Task description.
For each line of the data that includes the word "bool", copy the line.

Excerpted records Block Start

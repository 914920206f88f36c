//! Scoped working-copy mutations with guaranteed rollback.
//!
//! Each scope takes the body as a future, runs it, and always runs its
//! cleanup afterwards, whether the body succeeded or failed. A body error
//! propagates unchanged; a cleanup error is logged and only surfaces when
//! the body itself succeeded. Rust has no async destructors, and §5-style
//! mid-task cancellation is not part of the worker model, so an explicit
//! wrapper is the whole story.

use std::{fmt::Display, future::Future};

use tracing::{debug, error};

use super::{git_cli::GitCliError, workspace::WorkingCopy};

/// Run `body` on a temporary branch cut from the mainline tip.
///
/// Entry best-effort deletes any leftover branch of the same name, then
/// creates `branch` from `origin/{mainline}` and checks it out. Exit
/// returns the working copy to the mainline branch and force-deletes the
/// temporary branch.
pub async fn with_temporary_branch<T, E, Fut>(
    wc: &WorkingCopy,
    branch: &str,
    body: Fut,
) -> Result<T, E>
where
    Fut: Future<Output = Result<T, E>>,
    E: From<GitCliError> + Display,
{
    if let Err(err) = wc.delete_branch(branch).await {
        debug!("no leftover branch {branch} to delete: {err}");
    }
    wc.create_branch_from(branch, &wc.mainline_ref())
        .await
        .map_err(E::from)?;

    let result = body.await;
    let cleanup = teardown_branch(wc, branch).await.map_err(E::from);
    join_scope_results(result, cleanup)
}

async fn teardown_branch(wc: &WorkingCopy, branch: &str) -> Result<(), GitCliError> {
    // Move off the branch so it can be deleted.
    wc.checkout(wc.main_branch()).await?;
    wc.delete_branch(branch).await?;
    Ok(())
}

/// Run `body` with the working copy rolled back to the commit `branch`
/// pointed at on entry, however the body exits. The rollback hard-resets
/// and re-synchronizes submodules.
pub async fn with_trial_merge<T, E, Fut>(wc: &WorkingCopy, branch: &str, body: Fut) -> Result<T, E>
where
    Fut: Future<Output = Result<T, E>>,
    E: From<GitCliError> + Display,
{
    let starting_ref = wc.rev_parse(branch).await.map_err(E::from)?;

    let result = body.await;
    let cleanup = wc.reset_to(&starting_ref).await.map_err(E::from);
    join_scope_results(result, cleanup)
}

fn join_scope_results<T, E: Display>(body: Result<T, E>, cleanup: Result<(), E>) -> Result<T, E> {
    match (body, cleanup) {
        (Ok(value), Ok(())) => Ok(value),
        (Ok(_), Err(cleanup_err)) => Err(cleanup_err),
        (Err(body_err), Ok(())) => Err(body_err),
        (Err(body_err), Err(cleanup_err)) => {
            error!("scope cleanup failed after body error: {cleanup_err}");
            Err(body_err)
        }
    }
}
//! The asynchronous work engine: two typed FIFO queues, a pool of conflict
//! workers plus one verification worker, and the shared master-commit
//! cache. The engine is an explicit value so tests can spin up isolated
//! instances; nothing here is process-global.

use std::{
    collections::HashMap,
    sync::{Arc, Mutex as StdMutex},
    time::Duration,
};

use db::DBService;
use sqlx::SqlitePool;
use tokio::{
    sync::{Mutex, mpsc},
    task::JoinHandle,
};
use tracing::{error, info};

use super::{
    config::Settings,
    git_cli::GitCli,
    notify::Notifier,
    webhook::WebhookClient,
    workspace::WorkingCopy,
};

/// One unit of work for the queues.
#[derive(Debug, Clone)]
pub struct Task {
    pub action: TaskAction,
    /// External base URL used in notification links.
    pub base_url: String,
}

#[derive(Debug, Clone, PartialEq, Eq)]
pub enum TaskAction {
    /// Confirm the request's branch exists upstream and record its tip.
    VerifyBranch { request_id: i64 },
    /// Trial-merge one request against mainline and its release peers.
    TestOne { request_id: i64, requeue: bool },
    /// Re-test every member of a release.
    TestAll { push_id: i64 },
    /// Re-test the members currently marked `conflict-pickme`.
    TestConflicting { push_id: i64 },
}

impl Task {
    pub fn verify(request_id: i64, base_url: impl Into<String>) -> Self {
        Self {
            action: TaskAction::VerifyBranch { request_id },
            base_url: base_url.into(),
        }
    }

    pub fn test_one(request_id: i64, base_url: impl Into<String>, requeue: bool) -> Self {
        Self {
            action: TaskAction::TestOne {
                request_id,
                requeue,
            },
            base_url: base_url.into(),
        }
    }

    pub fn test_all(push_id: i64, base_url: impl Into<String>) -> Self {
        Self {
            action: TaskAction::TestAll { push_id },
            base_url: base_url.into(),
        }
    }

    pub fn test_conflicting(push_id: i64, base_url: impl Into<String>) -> Self {
        Self {
            action: TaskAction::TestConflicting { push_id },
            base_url: base_url.into(),
        }
    }
}

const MASTER_SHA_CACHE_LIMIT: usize = 1000;

/// Memo of commits known to be reachable from mainline. Only positive
/// answers are cached (a commit absent from mainline may get merged
/// later); the whole map is dropped once it outgrows the limit.
#[derive(Clone, Default)]
pub struct MasterShaCache {
    inner: Arc<StdMutex<HashMap<String, ()>>>,
}

impl MasterShaCache {
    pub fn contains(&self, sha: &str) -> bool {
        let mut shas = self.inner.lock().unwrap();
        if shas.len() > MASTER_SHA_CACHE_LIMIT {
            shas.clear();
        }
        shas.contains_key(sha)
    }

    pub fn insert(&self, sha: &str) {
        self.inner.lock().unwrap().insert(sha.to_string(), ());
    }

    #[cfg(test)]
    fn len(&self) -> usize {
        self.inner.lock().unwrap().len()
    }
}

#[derive(Clone)]
pub struct Engine {
    inner: Arc<EngineInner>,
}

struct EngineInner {
    settings: Arc<Settings>,
    db: DBService,
    notifier: Arc<dyn Notifier>,
    webhooks: WebhookClient,
    git: GitCli,
    master_shas: MasterShaCache,
    sha_tx: mpsc::UnboundedSender<Task>,
    conflict_tx: mpsc::UnboundedSender<Task>,
    sha_rx: StdMutex<Option<mpsc::UnboundedReceiver<Task>>>,
    conflict_rx: StdMutex<Option<mpsc::UnboundedReceiver<Task>>>,
}

impl Engine {
    pub fn new(settings: Arc<Settings>, db: DBService, notifier: Arc<dyn Notifier>) -> Self {
        let (sha_tx, sha_rx) = mpsc::unbounded_channel();
        let (conflict_tx, conflict_rx) = mpsc::unbounded_channel();
        let webhooks = WebhookClient::new(settings.web_hooks.post_url.clone());
        let git = GitCli::new(settings.main_app.debug);
        Self {
            inner: Arc::new(EngineInner {
                settings,
                db,
                notifier,
                webhooks,
                git,
                master_shas: MasterShaCache::default(),
                sha_tx,
                conflict_tx,
                sha_rx: StdMutex::new(Some(sha_rx)),
                conflict_rx: StdMutex::new(Some(conflict_rx)),
            }),
        }
    }

    pub fn settings(&self) -> &Settings {
        &self.inner.settings
    }

    pub fn pool(&self) -> &SqlitePool {
        &self.inner.db.pool
    }

    pub fn notifier(&self) -> &dyn Notifier {
        self.inner.notifier.as_ref()
    }

    pub fn webhooks(&self) -> &WebhookClient {
        &self.inner.webhooks
    }

    pub fn git(&self) -> GitCli {
        self.inner.git.clone()
    }

    pub fn master_shas(&self) -> &MasterShaCache {
        &self.inner.master_shas
    }

    /// The working copy owned by the given conflict worker.
    pub fn working_copy(&self, worker_id: usize) -> WorkingCopy {
        WorkingCopy::new(self.git(), self.settings().git.clone(), worker_id)
    }

    /// Dispatch a task to its queue: branch verification has its own
    /// serial queue, everything else goes to the conflict pool. A task
    /// sent to a closed queue is logged and dropped.
    pub fn enqueue(&self, task: Task) {
        let result = match task.action {
            TaskAction::VerifyBranch { .. } => self.inner.sha_tx.send(task),
            _ => self.inner.conflict_tx.send(task),
        };
        if let Err(err) = result {
            error!(task = ?err.0, "attempted to put to a closed git queue, dropping task");
        }
    }

    /// Take the verification queue receiver; `start` consumes it, tests
    /// may take it instead to inspect dispatched tasks.
    pub fn take_sha_queue(&self) -> Option<mpsc::UnboundedReceiver<Task>> {
        self.inner.sha_rx.lock().unwrap().take()
    }

    pub fn take_conflict_queue(&self) -> Option<mpsc::UnboundedReceiver<Task>> {
        self.inner.conflict_rx.lock().unwrap().take()
    }

    /// Spawn the verification worker and the conflict worker pool.
    pub fn start(&self) -> Vec<JoinHandle<()>> {
        let mut handles = Vec::new();
        if let Some(rx) = self.take_sha_queue() {
            let engine = self.clone();
            handles.push(tokio::spawn(sha_worker(engine, rx)));
        }
        if let Some(rx) = self.take_conflict_queue() {
            let rx = Arc::new(Mutex::new(rx));
            for worker_id in 0..self.settings().git.conflict_threads {
                let engine = self.clone();
                let rx = Arc::clone(&rx);
                handles.push(tokio::spawn(conflict_worker(engine, worker_id, rx)));
            }
        }
        handles
    }
}

const WORKER_THROTTLE: Duration = Duration::from_secs(1);

async fn sha_worker(engine: Engine, mut rx: mpsc::UnboundedReceiver<Task>) {
    info!("starting branch verification worker");
    loop {
        tokio::time::sleep(WORKER_THROTTLE).await;
        let Some(task) = rx.recv().await else {
            info!("verification queue closed, stopping worker");
            break;
        };
        let result = match task.action {
            TaskAction::VerifyBranch { request_id } => engine
                .verify_branch(request_id, &task.base_url)
                .await
                .map_err(anyhow::Error::from),
            ref other => {
                error!(task = ?other, "verification queue received an unexpected task type");
                Ok(())
            }
        };
        if let Err(err) = result {
            error!("verification worker error: {err:#}");
        }
    }
}

async fn conflict_worker(
    engine: Engine,
    worker_id: usize,
    rx: Arc<Mutex<mpsc::UnboundedReceiver<Task>>>,
) {
    info!(worker_id, "starting conflict worker");
    loop {
        tokio::time::sleep(WORKER_THROTTLE).await;
        let task = { rx.lock().await.recv().await };
        let Some(task) = task else {
            info!(worker_id, "conflict queue closed, stopping worker");
            break;
        };
        if let Err(err) = handle_conflict_task(&engine, worker_id, task).await {
            error!(worker_id, "conflict worker error: {err:#}");
        }
    }
}

async fn handle_conflict_task(
    engine: &Engine,
    worker_id: usize,
    task: Task,
) -> anyhow::Result<()> {
    match task.action {
        TaskAction::TestOne {
            request_id,
            requeue,
        } => {
            engine
                .test_conflicts(worker_id, request_id, &task.base_url, requeue)
                .await?
        }
        TaskAction::TestAll { push_id } => {
            engine
                .requeue_pickmes_for_push(push_id, &task.base_url, false)
                .await?
        }
        TaskAction::TestConflicting { push_id } => {
            engine
                .requeue_pickmes_for_push(push_id, &task.base_url, true)
                .await?
        }
        ref other => {
            error!(task = ?other, "conflict queue received an unexpected task type");
        }
    }
    Ok(())
}
//! Submodule sanity checks run after a trial merge.
//!
//! A merged branch may move submodule pointers; before a request is
//! declared mergeable each changed submodule must exist upstream, be
//! pushed, and advance the previously recorded commit as a fast-forward.

use std::collections::HashMap;

use thiserror::Error;
use tracing::{info, warn};

use super::{
    git_cli::{GitCliError, RunOpts},
    workspace::WorkingCopy,
};

#[derive(Debug, Error)]
pub enum SubmoduleError {
    #[error("submodule error: {name} has not been pushed to its mainline")]
    NotPushed { name: String },
    #[error("submodule error: {name} is not a fast forward of {old_sha}")]
    NotFastForward { name: String, old_sha: String },
    #[error(transparent)]
    Git(#[from] GitCliError),
}

/// Check every submodule the current checkout changed.
///
/// `git submodule status` lines starting with `-` or `+` mark a submodule
/// whose checked-out commit differs from the superproject's record. For
/// each of those: update it with `--init`, fetch its remote, and verify it
/// against the SHA recorded before any mutation.
pub async fn validate_changed_submodules(wc: &WorkingCopy) -> Result<(), SubmoduleError> {
    let opts = RunOpts::in_dir(wc.path());
    let status = wc.git().run(["submodule", "status"], &opts).await?;
    let status = status.stdout.trim().to_string();
    if status.is_empty() {
        // No submodules at all.
        return Ok(());
    }

    let mut changed: Vec<String> = Vec::new();
    for line in status.lines() {
        match parse_status_line(line) {
            Some(('-', path)) | Some(('+', path)) => changed.push(path.to_string()),
            Some(_) => {}
            None => warn!("failed to unpack submodule status line: {line}"),
        }
    }
    if changed.is_empty() {
        return Ok(());
    }
    info!("submodules touched in this branch: {}", changed.join(" "));

    // Capture the currently checked-out SHAs before update/fetch move them.
    let old_shas = recorded_shas(wc).await?;

    wc.git()
        .run(["submodule", "--quiet", "sync"], &opts)
        .await?;

    for name in &changed {
        wc.git()
            .run(["submodule", "update", "--init", name.as_str()], &opts)
            .await?;
        let detached = RunOpts::in_dir(wc.path()).with_git_dir(format!("{name}/.git"));
        wc.git().run(["fetch"], &detached).await?;
    }

    for name in &changed {
        check_submodule(wc, name, old_shas.get(name.as_str()).map(String::as_str)).await?;
    }
    Ok(())
}

async fn check_submodule(
    wc: &WorkingCopy,
    name: &str,
    old_sha: Option<&str>,
) -> Result<(), SubmoduleError> {
    if !has_mainline_branch(wc, name).await? {
        // Nothing to compare against; skip the remaining checks.
        return Ok(());
    }
    if !head_is_pushed(wc, name).await? {
        return Err(SubmoduleError::NotPushed {
            name: name.to_string(),
        });
    }
    if let Some(old_sha) = old_sha
        && !is_fast_forward(wc, name, old_sha).await?
    {
        return Err(SubmoduleError::NotFastForward {
            name: name.to_string(),
            old_sha: old_sha.to_string(),
        });
    }
    Ok(())
}

async fn has_mainline_branch(wc: &WorkingCopy, name: &str) -> Result<bool, GitCliError> {
    let opts = RunOpts::in_dir(wc.path().join(name));
    let out = wc.git().run(["branch", "-r"], &opts).await?;
    Ok(out.stdout.contains(&format!("origin/{}", wc.main_branch())))
}

async fn head_is_pushed(wc: &WorkingCopy, name: &str) -> Result<bool, GitCliError> {
    let opts = RunOpts::in_dir(wc.path().join(name));
    let head = wc.git().run(["rev-parse", "HEAD"], &opts).await?;
    let out = wc
        .git()
        .run(["branch", "-r", "--contains", head.stdout.trim()], &opts)
        .await?;
    Ok(!out.stdout.trim().is_empty())
}

async fn is_fast_forward(
    wc: &WorkingCopy,
    name: &str,
    old_sha: &str,
) -> Result<bool, GitCliError> {
    let opts = RunOpts::in_dir(wc.path().join(name));
    let new_sha = wc.git().run(["rev-parse", "HEAD"], &opts).await?;
    let range = format!("{}..{}", new_sha.stdout.trim(), old_sha);
    let out = wc
        .git()
        .run(["rev-list", "-n1", range.as_str()], &opts)
        .await?;
    Ok(out.stdout.trim().is_empty())
}

/// `path` to short-SHA of every initialized submodule, as currently
/// checked out.
async fn recorded_shas(wc: &WorkingCopy) -> Result<HashMap<String, String>, GitCliError> {
    let out = wc
        .git()
        .run(
            [
                "submodule",
                "foreach",
                "--quiet",
                r#"printf '%s\t%s\n' "$path" "$(git rev-parse HEAD | cut -c-7)""#,
            ],
            &RunOpts::in_dir(wc.path()),
        )
        .await?;
    Ok(parse_recorded_shas(&out.stdout))
}

fn parse_recorded_shas(output: &str) -> HashMap<String, String> {
    let mut shas = HashMap::new();
    for line in output.lines() {
        if let Some((path, sha)) = line.split_once('\t') {
            shas.insert(path.to_string(), sha.trim().to_string());
        }
    }
    shas
}

/// Split a `git submodule status` line into its state marker and path.
/// Lines look like ` <sha> <path> (<describe>)`, with `-`, `+` or `U` in
/// column one for out-of-sync states.
fn parse_status_line(line: &str) -> Option<(char, &str)> {
    let marker = line.chars().next()?;
    let mut fields = line[1..].split_whitespace();
    let _sha = fields.next()?;
    let path = fields.next()?;
    Some((marker, path))
}
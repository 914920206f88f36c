use chrono::{DateTime, Utc};
use serde::{Deserialize, Serialize};
use sqlx::{FromRow, SqlitePool, Type};
use tracing::error;

use super::tags::Tags;

#[derive(Debug, Clone, Copy, PartialEq, Eq, Type, Serialize, Deserialize)]
#[sqlx(type_name = "request_state", rename_all = "lowercase")]
#[serde(rename_all = "lowercase")]
pub enum RequestState {
    Requested,
    Pickme,
    Added,
    Onstage,
    Live,
    Discarded,
}

impl RequestState {
    /// Selected for a release (directly or taken into it).
    pub fn is_pickme(&self) -> bool {
        matches!(self, RequestState::Pickme | RequestState::Added)
    }

    /// Still a live branch that may move before it ships.
    pub fn is_active(&self) -> bool {
        matches!(
            self,
            RequestState::Requested | RequestState::Pickme | RequestState::Added
        )
    }
}

/// A change request as stored in `push_requests`.
#[derive(Debug, Clone, FromRow, Serialize, Deserialize)]
pub struct Request {
    pub id: i64,
    pub user: String,
    pub state: RequestState,
    pub repo: String,
    pub branch: String,
    /// Last observed commit id on `branch`; empty until first verification.
    pub revision: String,
    pub tags: Tags,
    /// HTML fragment describing current conflicts; empty when none.
    pub conflicts: String,
    pub title: String,
    pub reviewid: Option<i64>,
    pub created: DateTime<Utc>,
    pub modified: DateTime<Utc>,
}

/// Field updates applied by [`Request::update`]. `None` leaves the stored
/// value untouched.
#[derive(Debug, Clone, Default)]
pub struct RequestChanges {
    pub tags: Option<Tags>,
    pub conflicts: Option<String>,
    pub revision: Option<String>,
}

const SELECT_COLUMNS: &str = "id, user, state, repo, branch, revision, tags, conflicts, title, \
     reviewid, created, modified";

impl Request {
    pub async fn find_by_id(pool: &SqlitePool, id: i64) -> Result<Option<Self>, sqlx::Error> {
        sqlx::query_as::<_, Request>(&format!(
            "SELECT {SELECT_COLUMNS} FROM push_requests WHERE id = ?"
        ))
        .bind(id)
        .fetch_optional(pool)
        .await
    }

    pub async fn find_by_revision(
        pool: &SqlitePool,
        revision: &str,
    ) -> Result<Option<Self>, sqlx::Error> {
        sqlx::query_as::<_, Request>(&format!(
            "SELECT {SELECT_COLUMNS} FROM push_requests WHERE revision = ?"
        ))
        .bind(revision)
        .fetch_optional(pool)
        .await
    }

    /// Requests whose branches are still subject to change.
    pub async fn find_active(pool: &SqlitePool) -> Result<Vec<Self>, sqlx::Error> {
        sqlx::query_as::<_, Request>(&format!(
            "SELECT {SELECT_COLUMNS} FROM push_requests \
             WHERE state IN ('requested', 'pickme', 'added') ORDER BY id"
        ))
        .fetch_all(pool)
        .await
    }

    /// Apply `changes` and re-read the row inside one transaction, so the
    /// caller observes a consistent post-write view. A failed update is
    /// logged and reported as `None`.
    pub async fn update(pool: &SqlitePool, id: i64, changes: RequestChanges) -> Option<Self> {
        match Self::update_tx(pool, id, &changes).await {
            Ok(updated) => {
                if updated.is_none() {
                    error!("git-queue worker failed to update request (id {id}): no such row");
                    error!("updated request values were: {changes:?}");
                }
                updated
            }
            Err(err) => {
                error!("git-queue worker failed to update request (id {id}): {err}");
                error!("updated request values were: {changes:?}");
                None
            }
        }
    }

    async fn update_tx(
        pool: &SqlitePool,
        id: i64,
        changes: &RequestChanges,
    ) -> Result<Option<Self>, sqlx::Error> {
        let mut tx = pool.begin().await?;
        sqlx::query(
            "UPDATE push_requests SET \
                 tags = COALESCE(?, tags), \
                 conflicts = COALESCE(?, conflicts), \
                 revision = COALESCE(?, revision), \
                 modified = CURRENT_TIMESTAMP \
             WHERE id = ?",
        )
        .bind(changes.tags.as_ref().map(Tags::as_str))
        .bind(changes.conflicts.as_deref())
        .bind(changes.revision.as_deref())
        .bind(id)
        .execute(&mut *tx)
        .await?;
        let updated = sqlx::query_as::<_, Request>(&format!(
            "SELECT {SELECT_COLUMNS} FROM push_requests WHERE id = ?"
        ))
        .bind(id)
        .fetch_optional(&mut *tx)
        .await?;
        tx.commit().await?;
        Ok(updated)
    }
}
//! Outbound user notifications.
//!
//! The engine only enqueues; delivery transports (mail relay, chat bridge)
//! live outside it and drain the channels. E-mail bodies are askama
//! templates: every interpolation is escaped by default, and only the
//! pre-rendered HTML fields (`conflicts`, `failure_msg`) pass through
//! with `|safe`.

use askama::Template;
use async_trait::async_trait;
use tokio::sync::mpsc;
use tracing::warn;

#[derive(Debug, Clone)]
pub struct EmailMessage {
    pub recipients: Vec<String>,
    pub subject: String,
    pub body_html: String,
}

#[derive(Debug, Clone)]
pub struct ChatMessage {
    pub recipients: Vec<String>,
    pub body: String,
}

#[async_trait]
pub trait Notifier: Send + Sync {
    async fn enqueue_user_email(&self, recipients: &[String], body_html: &str, subject: &str);
    async fn enqueue_user_chat(&self, recipients: &[String], body: &str);
}

/// Channel-backed notifier handing messages to the delivery processes.
pub struct OutboundNotifier {
    mail_tx: mpsc::UnboundedSender<EmailMessage>,
    chat_tx: mpsc::UnboundedSender<ChatMessage>,
}

impl OutboundNotifier {
    pub fn new() -> (
        Self,
        mpsc::UnboundedReceiver<EmailMessage>,
        mpsc::UnboundedReceiver<ChatMessage>,
    ) {
        let (mail_tx, mail_rx) = mpsc::unbounded_channel();
        let (chat_tx, chat_rx) = mpsc::unbounded_channel();
        (Self { mail_tx, chat_tx }, mail_rx, chat_rx)
    }
}

#[async_trait]
impl Notifier for OutboundNotifier {
    async fn enqueue_user_email(&self, recipients: &[String], body_html: &str, subject: &str) {
        let message = EmailMessage {
            recipients: recipients.to_vec(),
            subject: subject.to_string(),
            body_html: body_html.to_string(),
        };
        if self.mail_tx.send(message).is_err() {
            warn!("mail queue closed, dropping message for {recipients:?}");
        }
    }

    async fn enqueue_user_chat(&self, recipients: &[String], body: &str) {
        let message = ChatMessage {
            recipients: recipients.to_vec(),
            body: body.to_string(),
        };
        if self.chat_tx.send(message).is_err() {
            warn!("chat queue closed, dropping message for {recipients:?}");
        }
    }
}

#[derive(Template)]
#[template(path = "verify_success.html")]
pub struct VerifySuccessEmail<'a> {
    pub user: &'a str,
    pub title: &'a str,
    pub repo: &'a str,
    pub branch: &'a str,
    pub id: i64,
    pub revision: &'a str,
    /// Review id rendered as text; empty when the request has none.
    pub review: String,
    pub base_url: &'a str,
    pub reviewboard: &'a str,
}

#[derive(Template)]
#[template(path = "verify_failure.html")]
pub struct VerifyFailureEmail<'a> {
    pub user: &'a str,
    pub title: &'a str,
    pub repo: &'a str,
    pub branch: &'a str,
    pub id: i64,
    pub revision: &'a str,
    pub review: String,
    pub failure_msg: &'a str,
    pub base_url: &'a str,
    pub reviewboard: &'a str,
}

#[derive(Template)]
#[template(path = "upstream_error.html")]
pub struct UpstreamErrorEmail<'a> {
    pub user: &'a str,
    pub title: &'a str,
    pub repo: &'a str,
    pub branch: &'a str,
    pub stderr: &'a str,
}

#[derive(Template)]
#[template(path = "branch_missing.html")]
pub struct BranchMissingEmail<'a> {
    pub user: &'a str,
    pub title: &'a str,
    pub repo: &'a str,
    pub branch: &'a str,
}

#[derive(Template)]
#[template(path = "branch_moved.html")]
pub struct BranchMovedEmail<'a> {
    pub user: &'a str,
    pub title: &'a str,
    pub repo: &'a str,
    pub branch: &'a str,
    pub old_revision: &'a str,
    pub new_revision: &'a str,
}

#[derive(Template)]
#[template(path = "conflict_email.html")]
pub struct ConflictEmail<'a> {
    pub user: &'a str,
    pub title: &'a str,
    pub repo: &'a str,
    pub branch: &'a str,
    pub id: i64,
    pub revision: &'a str,
    pub review: String,
    pub conflicts_with: &'a str,
    /// Pre-rendered HTML assembled from escaped fragments.
    pub conflicts: String,
    pub base_url: &'a str,
    pub reviewboard: &'a str,
}

#[derive(Template)]
#[template(path = "conflict_master.html")]
pub struct MasterConflictHtml<'a> {
    pub mainline: &'a str,
    pub stdout: &'a str,
    pub stderr: &'a str,
}

#[derive(Template)]
#[template(path = "conflict_peer.html")]
pub struct PeerConflictHtml<'a> {
    pub peer_id: i64,
    pub peer_title: &'a str,
    pub stdout: &'a str,
    pub stderr: &'a str,
}

/// Review id display form: the number, or empty when unset.
pub fn review_text(reviewid: Option<i64>) -> String {
    reviewid.map(|id| id.to_string()).unwrap_or_default()
}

Excerpted records Block End

Problem solution.
    TestOne { request_id: i64, requeue: bool },
    pub fn test_one(request_id: i64, base_url: impl Into<String>, requeue: bool) -> Self {
    pub fn contains(&self, sha: &str) -> bool {
async fn has_mainline_branch(wc: &WorkingCopy, name: &str) -> Result<bool, GitCliError> {
async fn head_is_pushed(wc: &WorkingCopy, name: &str) -> Result<bool, GitCliError> {
) -> Result<bool, GitCliError> {
    pub fn is_pickme(&self) -> bool {
    pub fn is_active(&self) -> bool {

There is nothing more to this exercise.